Pequeña aldea rural no lejos de Lyon, habitada en 1817 por 250 campesinos, difícilmente sería conocida y célebre si no fuera por San Juan Bautista María Vianney, que durante 41 años fue su Cura Párroco y hoy es venerado mundialmente como el Santo Cura de Ars. Para quienes somos curas –y a mucha honra, el apelativo no es despreciativo, significa el que cuida, atiende y se preocupa con amor de otras personas- es nuestro admirable ejemplo de humildad, fe y dedicación absoluta a lo único necesario: amar sin cansarse de amar. Cuando se vive bajo esa perspectiva, afanes y necesidades tan premiosas como comer, dormir, lucir bien, disponer de dinero, obtener títulos y honores, ascender en la jerarquía social y eclesial, dejan de ser prioridad y se sacrifican con gusto en el altar de la suprema ley paulina y cristiana: gastarse, desgastarse hasta dar la vida por los que uno ama.

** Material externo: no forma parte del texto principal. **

//! # Name Resolver
//!
//! Proposes the closest known dataset path for a name that does not exist.
//!
//! ## Design
//!
//! - Similarity is a normalized Levenshtein ratio in `[0, 1]`
//! - The best candidate wins; ties go to the earliest candidate
//! - Nothing is suggested when the best ratio is at or below the threshold
//! - Pure: no state, no side effects
//!
//! ## Example
//!
//! ```
//! use name_resolver::FuzzyNameResolver;
//!
//! let resolver = FuzzyNameResolver::default();
//! let candidates = ["Coronal/Density/MASTER", "Coronal/Density/output_K1"];
//!
//! let suggestion = resolver.suggest("Coronl/Density/MASTER", candidates).unwrap();
//! assert_eq!(suggestion.path, "Coronal/Density/MASTER");
//!
//! assert!(resolver.suggest("zzzzz", candidates).is_none());
//! ```

pub mod similarity;

pub use similarity::{levenshtein, similarity_ratio};

use tracing::debug;

/// Default ratio at or below which no suggestion is made
pub const DEFAULT_THRESHOLD: f64 = 0.5;

/// A proposed path and how close it was to the input
#[derive(Debug, Clone, PartialEq)]
pub struct Suggestion {
    pub path: String,
    pub ratio: f64,
}

/// Picks the most similar candidate above a threshold
#[derive(Debug, Clone, Copy, PartialEq)]
pub struct FuzzyNameResolver {
    threshold: f64,
}

impl FuzzyNameResolver {
    /// Creates a resolver; `threshold` is clamped to `[0, 1]`
    pub fn new(threshold: f64) -> Self {
        Self {
            threshold: threshold.clamp(0.0, 1.0),
        }
    }

    pub fn threshold(&self) -> f64 {
        self.threshold
    }

    /// Returns the single most plausible candidate for `input`
    ///
    /// Costs O(input_len * candidate_len) per candidate.
    pub fn suggest<I, S>(&self, input: &str, candidates: I) -> Option<Suggestion>
    where
        I: IntoIterator<Item = S>,
        S: AsRef<str>,
    {
        let mut best: Option<Suggestion> = None;

        for candidate in candidates {
            let candidate = candidate.as_ref();
            let ratio = similarity_ratio(input, candidate);
            // Strictly greater keeps the first of equal candidates
            if best.as_ref().map_or(true, |b| ratio > b.ratio) {
                best = Some(Suggestion {
                    path: candidate.to_string(),
                    ratio,
                });
            }
        }

        let best = best.filter(|b| b.ratio > self.threshold);
        debug!(
            input,
            suggestion = best.as_ref().map(|b| b.path.as_str()),
            "Resolved suggestion"
        );
        best
    }
}

impl Default for FuzzyNameResolver {
    fn default() -> Self {
        Self::new(DEFAULT_THRESHOLD)
    }
}

#[cfg(test)]
mod tests {
    use super::*;

    const CANDIDATES: [&str; 3] = [
        "Coronal/Density/MASTER",
        "Coronal/Density/output_K1",
        "NonGeneColumns",
    ];

    #[test]
    fn test_dropped_character_is_recovered() {
        let resolver = FuzzyNameResolver::default();
        let suggestion = resolver.suggest("Coronl/Density/MASTER", CANDIDATES).unwrap();
        assert_eq!(suggestion.path, "Coronal/Density/MASTER");
        assert!(suggestion.ratio > 0.9);
    }

    #[test]
    fn test_unrelated_input_has_no_match() {
        let resolver = FuzzyNameResolver::default();
        assert!(resolver.suggest("zzzzz", CANDIDATES).is_none());
    }

    #[test]
    fn test_no_candidates() {
        let resolver = FuzzyNameResolver::default();
        assert!(resolver.suggest("MASTER", Vec::<String>::new()).is_none());
    }

    #[test]
    fn test_ratio_at_threshold_is_rejected() {
        // "ab" vs "ax": one substitution over two characters, ratio exactly 0.5
        let resolver = FuzzyNameResolver::new(0.5);
        assert!(resolver.suggest("ab", ["ax"]).is_none());

        let lenient = FuzzyNameResolver::new(0.4);
        assert_eq!(lenient.suggest("ab", ["ax"]).map(|s| s.path), Some("ax".to_string()));
    }

    #[test]
    fn test_tie_goes_to_first_candidate() {
        let resolver = FuzzyNameResolver::default();
        let suggestion = resolver.suggest("abcd", ["abcx", "abcy"]).unwrap();
        assert_eq!(suggestion.path, "abcx");
    }

    #[test]
    fn test_exact_match_scores_one() {
        let resolver = FuzzyNameResolver::default();
        let suggestion = resolver.suggest("NonGeneColumns", CANDIDATES).unwrap();
        assert_eq!(suggestion.path, "NonGeneColumns");
        assert_eq!(suggestion.ratio, 1.0);
    }

    #[test]
    fn test_threshold_is_clamped() {
        assert_eq!(FuzzyNameResolver::new(3.0).threshold(), 1.0);
        assert_eq!(FuzzyNameResolver::new(-1.0).threshold(), 0.0);
    }
}
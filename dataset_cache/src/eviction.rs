//! Bounded eviction of top-level keys
//!
//! The store caps the number of top-level keys, not the number of leaves.
//! When a `set` would introduce a new top-level key while the cap is already
//! reached, the oldest top-level key (first inserted) is dropped together with
//! everything below it.

use crate::node::{CacheNode, Directory};

/// Default cap on top-level keys
pub const DEFAULT_CAPACITY: usize = 256;

/// Record of one eviction
#[derive(Debug, Clone, PartialEq, Eq)]
pub struct Eviction {
    /// Top-level key that was dropped
    pub key: String,
    /// Number of leaves that disappeared with it
    pub leaves_dropped: usize,
}

/// FIFO eviction over top-level keys
#[derive(Debug, Clone, Copy, PartialEq, Eq)]
pub struct BoundedEvictionPolicy {
    capacity: usize,
}

impl BoundedEvictionPolicy {
    /// Creates a policy with the given capacity
    ///
    /// A capacity of zero is raised to one so that the most recent insert
    /// always survives.
    pub fn new(capacity: usize) -> Self {
        Self {
            capacity: capacity.max(1),
        }
    }

    /// Maximum number of top-level keys
    pub fn capacity(&self) -> usize {
        self.capacity
    }

    /// Returns true if inserting now requires dropping a top-level key
    ///
    /// Overwriting or extending an existing top-level key never evicts.
    pub fn needs_eviction(&self, top_level_count: usize, introduces_new_key: bool) -> bool {
        introduces_new_key && top_level_count >= self.capacity
    }

    /// Picks the top-level key to drop: the one inserted first
    pub fn select_victim<'a, T>(&self, root: &'a Directory<T>) -> Option<&'a str> {
        root.keys().next().map(String::as_str)
    }

    /// Drops one top-level subtree from `root` if `new_key` would exceed the cap
    pub fn apply<T>(&self, root: &mut Directory<T>, new_key: &str) -> Option<Eviction> {
        if !self.needs_eviction(root.len(), !root.contains_key(new_key)) {
            return None;
        }

        let victim = self.select_victim(root)?.to_string();
        let removed = root.shift_remove(&victim)?;

        Some(Eviction {
            key: victim,
            leaves_dropped: removed.leaf_count(),
        })
    }
}

impl Default for BoundedEvictionPolicy {
    fn default() -> Self {
        Self::new(DEFAULT_CAPACITY)
    }
}
//! # Cache Settings
//!
//! Typed configuration for the dataset cache and the dataset catalog format.
//!
//! ## Philosophy
//!
//! - **Typed settings**: every knob has an explicit type and a default
//! - **Deterministic**: settings are plain JSON and round-trip exactly
//! - **Validated**: nonsensical values are rejected at load time, not at use
//!
//! ## Example
//!
//! ```
//! use cache_settings::CacheSettings;
//!
//! let settings = CacheSettings::from_json_str(r#"{ "capacity": 32 }"#).unwrap();
//! assert_eq!(settings.capacity, 32);
//! assert_eq!(settings.cancel_keyword, "back");
//! ```

pub mod catalog;

pub use catalog::{CatalogEntry, CatalogError, DatasetCatalog};

use serde::{Deserialize, Serialize};
use std::fs;
use std::io;
use std::path::Path;
use thiserror::Error;
use tracing::info;

/// Errors raised while loading or validating settings
#[derive(Debug, Error)]
pub enum SettingsError {
    #[error("Failed to read settings file {path}: {source}")]
    Io {
        path: String,
        #[source]
        source: io::Error,
    },

    #[error("Failed to parse settings: {0}")]
    Parse(#[from] serde_json::Error),

    #[error("Unsupported settings version: {0}")]
    UnsupportedVersion(u32),

    #[error("Invalid setting {key}: {reason}")]
    Invalid { key: &'static str, reason: String },
}

/// Configuration for the cache, its rendering and name resolution
#[derive(Debug, Clone, PartialEq, Serialize, Deserialize)]
#[serde(default)]
pub struct CacheSettings {
    /// Format version of the settings file
    pub version: u32,
    /// Maximum number of top-level keys before eviction
    pub capacity: usize,
    /// Directories with more children than this are summarized when rendered
    pub max_directory_display: usize,
    /// Suggestions at or below this similarity ratio are withheld
    pub similarity_threshold: f64,
    /// Input that cancels interactive resolution
    pub cancel_keyword: String,
    /// Optional cap on resolution attempts; `None` retries until cancelled
    pub max_attempts: Option<usize>,
    /// Fallback log filter when `RUST_LOG` is unset
    pub log_level: String,
}

impl CacheSettings {
    /// Current settings format version
    pub const CURRENT_VERSION: u32 = 1;

    pub const DEFAULT_CAPACITY: usize = 256;
    pub const DEFAULT_MAX_DIRECTORY_DISPLAY: usize = 10;
    pub const DEFAULT_SIMILARITY_THRESHOLD: f64 = 0.5;
    pub const DEFAULT_CANCEL_KEYWORD: &'static str = "back";

    /// Parses and validates settings from JSON; missing fields take defaults
    pub fn from_json_str(text: &str) -> Result<Self, SettingsError> {
        let settings: Self = serde_json::from_str(text)?;
        settings.validate()?;
        Ok(settings)
    }

    /// Loads settings from `path`, or returns defaults if the file does not exist
    pub fn load(path: impl AsRef<Path>) -> Result<Self, SettingsError> {
        let path = path.as_ref();
        match fs::read_to_string(path) {
            Ok(text) => {
                let settings = Self::from_json_str(&text)?;
                info!(path = %path.display(), "Loaded settings");
                Ok(settings)
            }
            Err(e) if e.kind() == io::ErrorKind::NotFound => {
                info!(path = %path.display(), "No settings file found, using defaults");
                Ok(Self::default())
            }
            Err(source) => Err(SettingsError::Io {
                path: path.display().to_string(),
                source,
            }),
        }
    }

    /// Writes settings to `path` as pretty-printed JSON
    pub fn save(&self, path: impl AsRef<Path>) -> Result<(), SettingsError> {
        let path = path.as_ref();
        let text = serde_json::to_string_pretty(self)?;
        fs::write(path, text).map_err(|source| SettingsError::Io {
            path: path.display().to_string(),
            source,
        })
    }

    /// Checks every field for sensible values
    pub fn validate(&self) -> Result<(), SettingsError> {
        if self.version != Self::CURRENT_VERSION {
            return Err(SettingsError::UnsupportedVersion(self.version));
        }
        if self.capacity == 0 {
            return Err(SettingsError::Invalid {
                key: "capacity",
                reason: "must be at least 1".to_string(),
            });
        }
        if !(0.0..=1.0).contains(&self.similarity_threshold) {
            return Err(SettingsError::Invalid {
                key: "similarity_threshold",
                reason: format!("{} is outside [0, 1]", self.similarity_threshold),
            });
        }
        if self.cancel_keyword.trim().is_empty() {
            return Err(SettingsError::Invalid {
                key: "cancel_keyword",
                reason: "must not be empty".to_string(),
            });
        }
        if self.max_attempts == Some(0) {
            return Err(SettingsError::Invalid {
                key: "max_attempts",
                reason: "must be at least 1 when set".to_string(),
            });
        }
        Ok(())
    }
}

impl Default for CacheSettings {
    fn default() -> Self {
        Self {
            version: Self::CURRENT_VERSION,
            capacity: Self::DEFAULT_CAPACITY,
            max_directory_display: Self::DEFAULT_MAX_DIRECTORY_DISPLAY,
            similarity_threshold: Self::DEFAULT_SIMILARITY_THRESHOLD,
            cancel_keyword: Self::DEFAULT_CANCEL_KEYWORD.to_string(),
            max_attempts: None,
            log_level: "info".to_string(),
        }
    }
}
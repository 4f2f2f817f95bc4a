//! Tree node types
//!
//! A directory maps segment names to child nodes in insertion order.
//! A leaf holds a shared handle to the stored value.

use indexmap::IndexMap;
use std::sync::Arc;

/// Children of a directory, keyed by segment name, in insertion order
pub type Directory<T> = IndexMap<String, CacheNode<T>>;

/// A node in the cache tree
#[derive(Debug)]
pub enum CacheNode<T> {
    /// Nested mapping of further segments
    Directory(Directory<T>),
    /// Stored value
    Leaf(Arc<T>),
}

impl<T> CacheNode<T> {
    /// Creates an empty directory node
    pub fn empty_directory() -> Self {
        CacheNode::Directory(Directory::new())
    }

    /// Returns true if this node holds a value
    pub fn is_leaf(&self) -> bool {
        matches!(self, CacheNode::Leaf(_))
    }

    /// Returns true if this node is a directory
    pub fn is_directory(&self) -> bool {
        matches!(self, CacheNode::Directory(_))
    }

    /// Number of leaves at or below this node
    pub fn leaf_count(&self) -> usize {
        match self {
            CacheNode::Leaf(_) => 1,
            CacheNode::Directory(children) => children.values().map(CacheNode::leaf_count).sum(),
        }
    }

    /// Borrows this node as a lookup result
    pub fn as_lookup(&self) -> Lookup<'_, T> {
        match self {
            CacheNode::Directory(children) => Lookup::Directory(children),
            CacheNode::Leaf(value) => Lookup::Leaf(value),
        }
    }

    /// Turns this node into a directory, dropping a leaf value if present
    pub(crate) fn ensure_directory(&mut self) -> &mut Directory<T> {
        if self.is_leaf() {
            *self = CacheNode::empty_directory();
        }
        match self {
            CacheNode::Directory(children) => children,
            CacheNode::Leaf(_) => unreachable!("leaf replaced with a directory above"),
        }
    }
}

// Clone is only needed for the handles, not for `T` itself.
impl<T> Clone for CacheNode<T> {
    fn clone(&self) -> Self {
        match self {
            CacheNode::Directory(children) => CacheNode::Directory(children.clone()),
            CacheNode::Leaf(value) => CacheNode::Leaf(Arc::clone(value)),
        }
    }
}

/// Result of looking a path up in the store
///
/// A path can name a stored value, a partial directory, or nothing at all.
/// Callers match on the variant instead of guessing at the node's shape.
#[derive(Debug)]
pub enum Lookup<'a, T> {
    /// Path names a directory
    Directory(&'a Directory<T>),
    /// Path names a stored value
    Leaf(&'a Arc<T>),
    /// Path does not resolve
    Missing,
}

impl<'a, T> Lookup<'a, T> {
    /// Returns the stored value if the path named a leaf
    pub fn leaf(&self) -> Option<&'a Arc<T>> {
        match self {
            Lookup::Leaf(value) => Some(*value),
            _ => None,
        }
    }

    /// Returns the children if the path named a directory
    pub fn directory(&self) -> Option<&'a Directory<T>> {
        match self {
            Lookup::Directory(children) => Some(*children),
            _ => None,
        }
    }

    pub fn is_leaf(&self) -> bool {
        matches!(self, Lookup::Leaf(_))
    }

    pub fn is_directory(&self) -> bool {
        matches!(self, Lookup::Directory(_))
    }

    pub fn is_missing(&self) -> bool {
        matches!(self, Lookup::Missing)
    }
}

// Manual impls: derive would require `T: Copy`.
impl<T> Clone for Lookup<'_, T> {
    fn clone(&self) -> Self {
        *self
    }
}

impl<T> Copy for Lookup<'_, T> {}
//! Status output for the CLI.

use console::{style, Term};
use std::io::Write;

#[derive(Debug, Clone, Copy, PartialEq, Eq, PartialOrd, Ord, Default)]
pub enum Verbosity {
    Quiet,
    #[default]
    Normal,
    Verbose,
}

impl Verbosity {
    pub fn from_flags(quiet: bool, verbose: u8) -> Self {
        if quiet {
            Verbosity::Quiet
        } else if verbose > 0 {
            Verbosity::Verbose
        } else {
            Verbosity::Normal
        }
    }
}

/// Writes styled status lines to stderr
pub struct Output {
    term: Term,
    verbosity: Verbosity,
}

impl Output {
    pub fn new(verbosity: Verbosity) -> Self {
        Self {
            term: Term::stderr(),
            verbosity,
        }
    }

    fn should_output(&self, min_verbosity: Verbosity) -> bool {
        self.verbosity >= min_verbosity
    }

    pub fn info(&self, message: &str) {
        if self.should_output(Verbosity::Normal) {
            let _ = writeln!(&self.term, "{}", style(message).cyan());
        }
    }

    pub fn success(&self, message: &str) {
        if self.should_output(Verbosity::Normal) {
            let _ = writeln!(&self.term, "{}", style(message).green());
        }
    }

    /// Warnings show even in quiet mode
    pub fn warning(&self, message: &str) {
        if self.should_output(Verbosity::Quiet) {
            let _ = writeln!(&self.term, "{} {}", style("Warning:").yellow().bold(), message);
        }
    }

    pub fn verbose(&self, message: &str) {
        if self.should_output(Verbosity::Verbose) {
            let _ = writeln!(&self.term, "{}", style(message).dim());
        }
    }

    pub fn verbosity(&self) -> Verbosity {
        self.verbosity
    }
}

#[cfg(test)]
mod tests {
    use super::*;

    #[test]
    fn test_verbosity_from_flags() {
        assert_eq!(Verbosity::from_flags(true, 2), Verbosity::Quiet);
        assert_eq!(Verbosity::from_flags(false, 0), Verbosity::Normal);
        assert_eq!(Verbosity::from_flags(false, 1), Verbosity::Verbose);
    }

    #[test]
    fn test_quiet_suppresses_info() {
        let output = Output::new(Verbosity::Quiet);
        assert!(!output.should_output(Verbosity::Normal));
        assert!(output.should_output(Verbosity::Quiet));
        assert_eq!(output.verbosity(), Verbosity::Quiet);
    }
}
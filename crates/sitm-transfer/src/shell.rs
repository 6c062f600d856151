//! Hand-off of paths to the operating system's default handler.

use std::path::{Path, PathBuf};

use async_trait::async_trait;

use crate::Result;

/// Opens a path with whatever the desktop associates with it
#[async_trait]
pub trait Launcher: Send + Sync {
    async fn launch(&self, path: &Path) -> Result<()>;
}

/// Launcher backed by the `open` crate
#[derive(Debug, Default, Clone, Copy)]
pub struct SystemLauncher;

#[async_trait]
impl Launcher for SystemLauncher {
    async fn launch(&self, path: &Path) -> Result<()> {
        let path = path.to_path_buf();
        tokio::task::spawn_blocking(move || open::that(&path)).await??;
        Ok(())
    }
}

/// Open a directory in the file manager. Absent paths are ignored.
pub async fn open_directory(launcher: &dyn Launcher, path: &Path) -> Result<()> {
    match resolve(path).await? {
        Some(dir) if dir.is_dir() => hand_off(launcher, &dir).await,
        Some(other) => {
            log::debug!("{} is not a directory, not opening it", other.display());
            Ok(())
        }
        None => Ok(()),
    }
}

/// Open a file with its default application. Absent paths are ignored.
pub async fn open_file(launcher: &dyn Launcher, path: &Path) -> Result<()> {
    match resolve(path).await? {
        Some(file) if file.is_file() => hand_off(launcher, &file).await,
        Some(other) => {
            log::debug!("{} is not a file, not opening it", other.display());
            Ok(())
        }
        None => Ok(()),
    }
}

/// Absolute form of `path`, or `None` when nothing exists there
async fn resolve(path: &Path) -> Result<Option<PathBuf>> {
    match tokio::fs::canonicalize(path).await {
        Ok(absolute) => Ok(Some(absolute)),
        Err(e) if e.kind() == std::io::ErrorKind::NotFound => {
            log::debug!("{} does not exist, nothing to open", path.display());
            Ok(None)
        }
        Err(e) => Err(e.into()),
    }
}

async fn hand_off(launcher: &dyn Launcher, path: &Path) -> Result<()> {
    log::info!("Opening {}", path.display());
    launcher
        .launch(path)
        .await
        .inspect_err(|e| log::error!("Cannot open {}: {}", path.display(), e))
}
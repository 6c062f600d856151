//! Progress bars for transfer operations.

use indicatif::{MultiProgress, ProgressBar, ProgressStyle};
use sitm_transfer::ProgressSink;
use std::time::Duration;

/// Hands out progress bars, or hidden ones when output is disabled
pub struct ProgressManager {
    multi: MultiProgress,
    enabled: bool,
}

impl ProgressManager {
    pub fn new(enabled: bool) -> Self {
        Self {
            multi: MultiProgress::new(),
            enabled,
        }
    }

    /// Bar driven by completion percentages
    pub fn create_percent_bar(&self, label: &str) -> PercentBar {
        if !self.enabled {
            return PercentBar(ProgressBar::hidden());
        }

        let pb = self.multi.add(ProgressBar::new(100));
        pb.set_style(
            ProgressStyle::default_bar()
                .template(
                    "{spinner:.green} [{elapsed_precise}] [{bar:40.cyan/blue}] {pos:>3}% {msg}",
                )
                .unwrap()
                .progress_chars("#>-"),
        );
        pb.set_message(label.to_string());
        pb.enable_steady_tick(Duration::from_millis(100));
        PercentBar(pb)
    }
}

impl Default for ProgressManager {
    fn default() -> Self {
        Self::new(true)
    }
}

/// A bar that accepts percentages from the transfer library
pub struct PercentBar(ProgressBar);

impl PercentBar {
    pub fn finish(&self) {
        self.0.finish_and_clear();
    }

    pub fn abandon(&self) {
        self.0.abandon();
    }
}

impl ProgressSink for PercentBar {
    fn report(&self, percent: f64) {
        self.0.set_position(percent.clamp(0.0, 100.0).round() as u64);
    }
}

/// Helper to format bytes for display
pub fn format_bytes(bytes: u64) -> String {
    const KB: u64 = 1024;
    const MB: u64 = KB * 1024;
    const GB: u64 = MB * 1024;

    if bytes >= GB {
        format!("{:.2} GB", bytes as f64 / GB as f64)
    } else if bytes >= MB {
        format!("{:.2} MB", bytes as f64 / MB as f64)
    } else if bytes >= KB {
        format!("{:.2} KB", bytes as f64 / KB as f64)
    } else {
        format!("{} B", bytes)
    }
}
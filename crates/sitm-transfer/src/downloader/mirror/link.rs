//! Shareable link parsing and key material for MEGA file links.

use aes::cipher::generic_array::GenericArray;
use aes::cipher::{BlockDecrypt, BlockEncrypt, KeyInit};
use aes::Aes128;
use base64::engine::general_purpose::URL_SAFE_NO_PAD;
use base64::Engine as _;
use url::Url;

use crate::{Result, TransferError};

/// AES-128-CTR key and initial counter block of a shared file
#[derive(Debug, Clone, PartialEq, Eq)]
pub struct NodeKey {
    pub aes: [u8; 16],
    pub iv: [u8; 16],
}

impl NodeKey {
    /// Derive the content key from the 256-bit key carried in a link.
    ///
    /// The first and second halves are XORed to form the AES key; bytes
    /// 16..24 are the CTR nonce, the counter starts at zero.
    pub fn from_link_key(raw: &[u8]) -> Result<Self> {
        if raw.len() != 32 {
            return Err(TransferError::InvalidLink(format!(
                "file key must be 32 bytes, got {}",
                raw.len()
            )));
        }

        let mut aes = [0u8; 16];
        for (i, byte) in aes.iter_mut().enumerate() {
            *byte = raw[i] ^ raw[i + 16];
        }

        let mut iv = [0u8; 16];
        iv[..8].copy_from_slice(&raw[16..24]);

        Ok(Self { aes, iv })
    }
}

/// A parsed public file link
#[derive(Debug, Clone, PartialEq, Eq)]
pub struct FileLink {
    pub handle: String,
    pub key: NodeKey,
}

/// Parse `https://mega.nz/file/<handle>#<key>` or the legacy
/// `https://mega.nz/#!<handle>!<key>` form.
pub fn parse_file_link(link: &str) -> Result<FileLink> {
    let url = Url::parse(link).map_err(|e| TransferError::InvalidLink(format!("{}: {}", link, e)))?;
    let fragment = url.fragment().unwrap_or_default();
    let mut segments = url.path_segments().into_iter().flatten().filter(|s| !s.is_empty());

    let (handle, key) = match segments.next() {
        Some("file") => {
            let handle = segments.next().unwrap_or_default();
            // Newer links may append "/folder/..." style suffixes after the key
            let key = fragment.split('/').next().unwrap_or_default();
            (handle.to_string(), key.to_string())
        }
        Some("folder") => {
            return Err(TransferError::InvalidLink(format!(
                "folder links are not supported: {}",
                link
            )))
        }
        None if fragment.starts_with('!') => {
            let mut parts = fragment[1..].splitn(2, '!');
            let handle = parts.next().unwrap_or_default();
            let key = parts.next().unwrap_or_default();
            (handle.to_string(), key.to_string())
        }
        _ => {
            return Err(TransferError::InvalidLink(format!(
                "not a shareable file link: {}",
                link
            )))
        }
    };

    if handle.is_empty() || key.is_empty() {
        return Err(TransferError::InvalidLink(format!(
            "missing handle or key: {}",
            link
        )));
    }

    let raw = decode_base64(&key)?;
    Ok(FileLink {
        handle,
        key: NodeKey::from_link_key(&raw)?,
    })
}

pub(crate) fn decode_base64(value: &str) -> Result<Vec<u8>> {
    URL_SAFE_NO_PAD
        .decode(value.trim_end_matches('='))
        .map_err(|e| TransferError::InvalidLink(format!("bad base64 '{}': {}", value, e)))
}

pub(crate) fn encode_base64(data: &[u8]) -> String {
    URL_SAFE_NO_PAD.encode(data)
}

pub(crate) fn encrypt_block(key: &[u8; 16], data: &[u8; 16]) -> [u8; 16] {
    let cipher = Aes128::new(GenericArray::from_slice(key));
    let mut block = GenericArray::clone_from_slice(data);
    cipher.encrypt_block(&mut block);

    let mut out = [0u8; 16];
    out.copy_from_slice(&block);
    out
}

pub(crate) fn decrypt_block(key: &[u8; 16], data: &[u8; 16]) -> [u8; 16] {
    let cipher = Aes128::new(GenericArray::from_slice(key));
    let mut block = GenericArray::clone_from_slice(data);
    cipher.decrypt_block(&mut block);

    let mut out = [0u8; 16];
    out.copy_from_slice(&block);
    out
}
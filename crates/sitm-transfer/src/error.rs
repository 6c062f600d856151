use std::path::PathBuf;

use thiserror::Error;

use crate::http::HttpError;

#[derive(Error, Debug)]
pub enum TransferError {
    // IO errors
    #[error("IO error: {0}")]
    Io(#[from] std::io::Error),

    // Network errors
    #[error("Network error: {0}")]
    Network(#[from] reqwest::Error),

    #[error("HTTP error: {0}")]
    Http(#[from] HttpError),

    // Cloud mirror errors
    #[error("Cloud mirror login failed: {0}")]
    MirrorLogin(String),

    #[error("Cloud mirror error: {0}")]
    Mirror(String),

    #[error("Invalid link: {0}")]
    InvalidLink(String),

    // Archive errors
    #[error("Unsupported archive format: {}", path.display())]
    UnsupportedArchive { path: PathBuf },

    #[error("Zip error: {0}")]
    Zip(#[from] zip::result::ZipError),

    #[error("Archive entry {entry} escapes the destination directory")]
    PathEscape { entry: String },

    // Copy errors
    #[error("Operation cancelled")]
    Cancelled,

    #[error("Not a directory: {}", path.display())]
    NotADirectory { path: PathBuf },

    // Config errors
    #[error("Configuration error: {0}")]
    Config(String),

    #[error("JSON error: {0}")]
    Json(#[from] serde_json::Error),

    #[error("Background task failed: {0}")]
    Task(#[from] tokio::task::JoinError),
}

pub type Result<T> = std::result::Result<T, TransferError>;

El Cura de Ars ayunaba hasta el límite de supervivencia por dos cristológicas razones: el ayuno penitencial exorciza el poder del demonio y además simboliza y afianza la renuncia a la injusticia, al egoísmo, a la ambición de poder y placer. Cuerpo y espíritu –estrechos aliados- quedan liberados para lo único necesario: amar sin medida. Lo más importante es el otro, sobre todo si su rostro está surcado por las lágrimas de aflicción, desconsuelo y desamparo. El otro es, entonces, Cristo.
Sabía, este Cura de Ars tan poco eximio en el manejo del latín y de las altas sutilezas académicas, que sin oración, toda acción es estéril. Porque la oración es la respiración del alma, y sin orar el alma muere de asfixia. Oraba a toda hora y en todo lugar y actividad, porque orar es conversar con Dios y Dios está presente a toda hora y en todo lugar y actividad. Magistral simplicidad. No sólo oraba: adoraba.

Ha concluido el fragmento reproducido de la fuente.